She sniffled a bit, her whiskers twitching and tickling his face. "I love you too, Charles." She whispered as her head settled against his chest. He pulled her close, his heart beating faster. He wished for this moment to last forever.

Lady Kimberly pulled her head back up a little and she asked a question he wished she hadn't asked. "Are you ready to tell me yet?" Each time she had come she had asked why he had done that. Each time he had told her that he was not yet ready. Goodness she was a persistent woman!

Charles lowered his eyes, taking them away from hers. He hated to admit his shame, and found it hard to speak when pressed. Confessing to Phil had been a trial, but Lady Kimberly was somebody he loved, and he did not want to hurt her in any way. "I do not think so. But I have been thinking about it. I just am not ready to speak of it."

Kimberly nodded, and then rested her head back in his arms and on his chest. Charles enfolded her in his arms and paws, and rocked her gently back and forth. He had a mission to perform, and it might very well cost him his life. How could he protect her then? He shuddered at the thoughts, and turned his mind back to just enjoying her company for now. Those things could be dealt with later. Now he wished to be happy.

The next morning came lapine early, as my rabbit body sensed the predawn twilight and woke me to feed at the safest possible time. Rupert was up as well, and without being asked he brought me some delicious hay and a bountifruit stick to gnaw on. While I dined I considered the strange events of the past couple days, and tried over and over to piece them together. Runes. Arson. Amulets. Matthias dodging around saying certain things aloud...

A couple pieces wanted to try and come together right away. Loriod had visited the strangely-acting Charles, and his coach had been deliberately burned outside. Was it a coincidence? Most likely, but it looked as good a place to start as any. Reluctantly, I looked at my writing materials and the special quill that had been fashioned by a fan so that I could hold it in my mouth. I had been inspired recently to write about a fanciful actor-rabbit with an anthropoid companion named after my own Rupert, but just hadn't found the time. And at the current rate I probably never would.

It was a silly idea, anyway. Would never work out...

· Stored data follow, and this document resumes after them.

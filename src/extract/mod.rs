//! Text extraction from uploaded bytes.
//!
//! Supports UTF-8 plain text and PDF. PDF parsing is CPU bound and runs on the blocking pool.

use async_trait::async_trait;
use thiserror::Error;

const TEXT_EXTENSIONS: [&str; 5] = ["txt", "text", "md", "markdown", "log"];

/// Errors raised while turning uploaded bytes into text.
#[derive(Debug, Error)]
pub enum ExtractionError {
    /// The declared type or filename extension is not supported.
    #[error("Unsupported format: {0}")]
    UnsupportedFormat(String),
    /// The payload could not be decoded.
    #[error("{0}")]
    Failed(String),
}

/// Formats the extractor understands.
#[derive(Debug, Clone, Copy, PartialEq, Eq)]
pub enum SourceFormat {
    /// UTF-8 encoded text.
    PlainText,
    /// Portable Document Format.
    Pdf,
}

impl SourceFormat {
    /// Resolve the format from the declared content type, falling back to the filename extension.
    pub fn detect(filename: &str, content_type: Option<&str>) -> Result<Self, ExtractionError> {
        let mime = content_type
            .map(|value| {
                value
                    .split(';')
                    .next()
                    .unwrap_or("")
                    .trim()
                    .to_ascii_lowercase()
            })
            .unwrap_or_default();

        if mime == "application/pdf" {
            return Ok(Self::Pdf);
        }
        if mime.starts_with("text/") {
            return Ok(Self::PlainText);
        }

        let extension = filename
            .rsplit_once('.')
            .map(|(_, ext)| ext.to_ascii_lowercase())
            .unwrap_or_default();

        if extension == "pdf" {
            Ok(Self::Pdf)
        } else if TEXT_EXTENSIONS.contains(&extension.as_str()) {
            Ok(Self::PlainText)
        } else {
            let declared = if mime.is_empty() {
                format!("'{filename}'")
            } else {
                format!("'{filename}' ({mime})")
            };
            Err(ExtractionError::UnsupportedFormat(declared))
        }
    }
}

/// Interface implemented by text extractors.
#[async_trait]
pub trait TextExtractor: Send + Sync {
    /// Extract plain text from `bytes` interpreted as `format`.
    async fn extract(&self, bytes: Vec<u8>, format: SourceFormat)
    -> Result<String, ExtractionError>;
}

/// Default extractor handling plain text and PDF.
#[derive(Default)]
pub struct DocumentExtractor;

impl DocumentExtractor {
    /// Create a new extractor.
    pub const fn new() -> Self {
        Self
    }
}

#[async_trait]
impl TextExtractor for DocumentExtractor {
    async fn extract(
        &self,
        bytes: Vec<u8>,
        format: SourceFormat,
    ) -> Result<String, ExtractionError> {
        match format {
            SourceFormat::PlainText => String::from_utf8(bytes).map_err(|error| {
                ExtractionError::Failed(format!("Text file reading error: {error}"))
            }),
            SourceFormat::Pdf => {
                let text = tokio::task::spawn_blocking(move || extract_pdf_text(&bytes))
                    .await
                    .map_err(|error| ExtractionError::Failed(format!("Task join error: {error}")))?
                    .map_err(|error| {
                        ExtractionError::Failed(format!("PDF processing error: {error}"))
                    })?;
                tracing::debug!(chars = text.chars().count(), "Extracted PDF text");
                Ok(text)
            }
        }
    }
}

fn extract_pdf_text(bytes: &[u8]) -> Result<String, String> {
    pdf_extract::extract_text_from_mem(bytes).map_err(|error| error.to_string())
}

The only physical evidence I had of anything was the burned-out coach. Honoring my request, a guard had been mounted over the charred wreckage and it had not been disturbed. As soon as dawn broke, I hunted up an old comrade, Wessex. He and I had hoisted many pints at the Mule together, though on the surface we had little in common. But both of bore one important burden together, one so subtle that others did not even recognize it. My friend wore his boyhood body, fixed at age twelve. He had been a very attractive child, tow headed and blue-eyed. Trapped by the Curse in such a body, Wessex had a terrible time being taken seriously, just as I did. Even other Keepers have difficulty dealing with people so “cute” as us. The mage was a specialist in foreign magics, and I had worked with him very frequently over the years in my intelligence role. His work was anything BUT cute, dealing as it often did with matters of great darkness. Yet several times I had been forced to use the Royal standing he lacked to lend credence to Wessex’s warnings and cautions. So, I felt comfortable approaching him even before dawn. As I expected, he was still up poring over his scrolls.

“Don’t you EVER sleep?” I asked when the mage answered his door.

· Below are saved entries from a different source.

//! Summarization capability: trait plus extractive and Ollama-backed adapters.
//!
//! The orchestrator in [`crate::processing::summarize`] decides how much text each call receives;
//! providers only ever see input that fits the configured single-pass limit. The Ollama-backed
//! client issues HTTP requests directly to the runtime, mirroring the embedding adapter.

use crate::config::{Config, SummarizationProvider};
use crate::processing::sanitize::{split_sentences, truncate_words};
use async_trait::async_trait;
use reqwest::{Client, StatusCode};
use serde::Deserialize;
use serde_json::json;
use std::sync::Arc;
use thiserror::Error;

/// Errors surfaced while attempting summarization.
#[derive(Debug, Error)]
pub enum SummarizationClientError {
    /// Provider was unreachable.
    #[error("Summarization provider unavailable: {0}")]
    ProviderUnavailable(String),
    /// Provider returned an error response.
    #[error("Failed to generate summary: {0}")]
    GenerationFailed(String),
    /// Provider response could not be parsed.
    #[error("Malformed provider response: {0}")]
    InvalidResponse(String),
}

/// Interface implemented by summarization providers.
#[async_trait]
pub trait SummarizationClient: Send + Sync {
    /// Condense `text` into a shorter summary.
    async fn summarize(&self, text: &str) -> Result<String, SummarizationClientError>;
}

/// Deterministic extractive summarizer keeping leading sentences within a word budget.
pub struct LeadSentenceSummarizer {
    max_words: usize,
}

impl LeadSentenceSummarizer {
    /// Create a summarizer emitting at most `max_words` words.
    pub const fn new(max_words: usize) -> Self {
        Self { max_words }
    }
}

#[async_trait]
impl SummarizationClient for LeadSentenceSummarizer {
    async fn summarize(&self, text: &str) -> Result<String, SummarizationClientError> {
        let mut selected: Vec<&str> = Vec::new();
        let mut used_words = 0usize;

        for sentence in split_sentences(text) {
            let words = sentence.split_whitespace().count();
            if words == 0 {
                continue;
            }
            if !selected.is_empty() && used_words + words > self.max_words {
                break;
            }
            selected.push(sentence);
            used_words += words;
        }

        let summary = selected.join(" ");
        Ok(truncate_words(&summary, self.max_words))
    }
}

/// Summarization client backed by a local Ollama runtime (`/api/generate`).
pub struct OllamaSummarizationClient {
    http: Client,
    base_url: String,
    model: String,
    max_words: usize,
}

impl OllamaSummarizationClient {
    /// Build a client for `model` served at `base_url`.
    pub fn new(
        base_url: String,
        model: String,
        max_words: usize,
    ) -> Result<Self, SummarizationClientError> {
        let http = Client::builder()
            .user_agent("smartdoc/summary")
            .build()
            .map_err(|error| SummarizationClientError::ProviderUnavailable(error.to_string()))?;
        Ok(Self {
            http,
            base_url,
            model,
            max_words,
        })
    }

    fn endpoint(&self) -> String {
        format!("{}/api/generate", self.base_url.trim_end_matches('/'))
    }

    fn prompt(&self, text: &str) -> String {
        format!(
            "System: You write concise, factual summaries. Avoid speculation. Return at most {} words as a single paragraph.\n\nSummarize the following text:\n{}",
            self.max_words, text
        )
    }
}

#[derive(Debug, Deserialize)]
struct OllamaResponse {
    response: String,
    done: bool,
}

#[async_trait]
impl SummarizationClient for OllamaSummarizationClient {
    async fn summarize(&self, text: &str) -> Result<String, SummarizationClientError> {
        let payload = json!({
            "model": self.model,
            "prompt": self.prompt(text),
            "stream": false,
            "options": {
                // Lower temperature for deterministic summaries.
                "temperature": 0.1,
            }
        });

        let response = self
            .http
            .post(self.endpoint())
            .json(&payload)
            .send()
            .await
            .map_err(|error| {
                SummarizationClientError::ProviderUnavailable(format!(
                    "failed to reach Ollama at {}: {error}",
                    self.base_url
                ))
            })?;

        if response.status() == StatusCode::NOT_FOUND {
            return Err(SummarizationClientError::ProviderUnavailable(format!(
                "Ollama endpoint {} returned 404",
                self.endpoint()
            )));
        }

        if !response.status().is_success() {
            let status = response.status();
            let body = response.text().await.unwrap_or_default();
            return Err(SummarizationClientError::GenerationFailed(format!(
                "Ollama returned {status}: {body}"
            )));
        }

        let body: OllamaResponse = response.json().await.map_err(|error| {
            SummarizationClientError::InvalidResponse(format!(
                "failed to decode Ollama response: {error}"
            ))
        })?;

        if !body.done {
            return Err(SummarizationClientError::InvalidResponse(
                "Ollama response incomplete (streaming not supported)".into(),
            ));
        }

        Ok(body.response.trim().to_string())
    }
}

/// Build the summarization client selected by the configuration.
pub fn build_summarization_client(
    config: &Config,
) -> Result<Arc<dyn SummarizationClient>, SummarizationClientError> {
    Ok(match config.summarization_provider {
        SummarizationProvider::Extractive => {
            Arc::new(LeadSentenceSummarizer::new(config.summarization_max_words))
        }
        SummarizationProvider::Ollama => Arc::new(OllamaSummarizationClient::new(
            config.ollama_url.clone(),
            config.summarization_model.clone(),
            config.summarization_max_words,
        )?),
    })
}

#[cfg(test)]
mod tests {
    use super::*;
    use httpmock::{Method::POST, MockServer};

    #[tokio::test]
    async fn lead_sentences_fit_word_budget() {
        let summarizer = LeadSentenceSummarizer::new(8);
        let summary = summarizer
            .summarize("Rust is fast. Rust is safe. Rust has a helpful compiler. It also has cargo.")
            .await
            .unwrap();
        assert_eq!(summary, "Rust is fast. Rust is safe.");
    }

    #[tokio::test]
    async fn lead_sentence_truncates_single_long_sentence() {
        let summarizer = LeadSentenceSummarizer::new(3);
        let summary = summarizer
            .summarize("one two three four five six")
            .await
            .unwrap();
        assert_eq!(summary, "one two three");
    }

    #[tokio::test]
    async fn ollama_client_handles_successful_response() {
        let server = MockServer::start_async().await;
        let client =
            OllamaSummarizationClient::new(server.base_url(), "llama".into(), 100).expect("client");

        let mock = server
            .mock_async(|when, then| {
                when.method(POST).path("/api/generate");
                then.status(200).json_body(json!({
                    "response": " Summary text ",
                    "done": true
                }));
            })
            .await;

        let summary = client.summarize("Long text").await.expect("summary");

        mock.assert();
        assert_eq!(summary, "Summary text");
    }

    #[tokio::test]
    async fn ollama_client_handles_error_status() {
        let server = MockServer::start_async().await;
        let client =
            OllamaSummarizationClient::new(server.base_url(), "llama".into(), 100).expect("client");

        server
            .mock_async(|when, then| {
                when.method(POST).path("/api/generate");
                then.status(500).body("boom");
            })
            .await;

        let error = client.summarize("Long text").await.expect_err("error response");

        assert!(
            matches!(error, SummarizationClientError::GenerationFailed(ref message) if message.contains("500"))
        );
    }
}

“Phil!” he said, mischievous blue eyes sparkling despite the hour. “Well met! And I might ask what you are doing up so early, as well.”

“It came with the nose job,” I replied. “What’s your excuse?”

“You know that I study the magic of Nasoj. Many spells must be cast in the hours of darkness.”

“Really? I never knew that.”

“It’s true. I was just going to bed. But I suspect you have other plans?”

“Indeed. I have a fire I would like you to investigate...”

Once we arrived on the scene, it took my friend all of two minutes to tell me that the coach fire had been caused by magic. "Simple magic, Phil," he had explained. "Probably a pyrock or a salamander." After my friend explained the two items in a bit more detail, I thanked the mage, and encouraged him not to talk about this to anyone. With a youthful grin, Wessex agreed. He would never admit it to anyone, but he LOVED playing at spies...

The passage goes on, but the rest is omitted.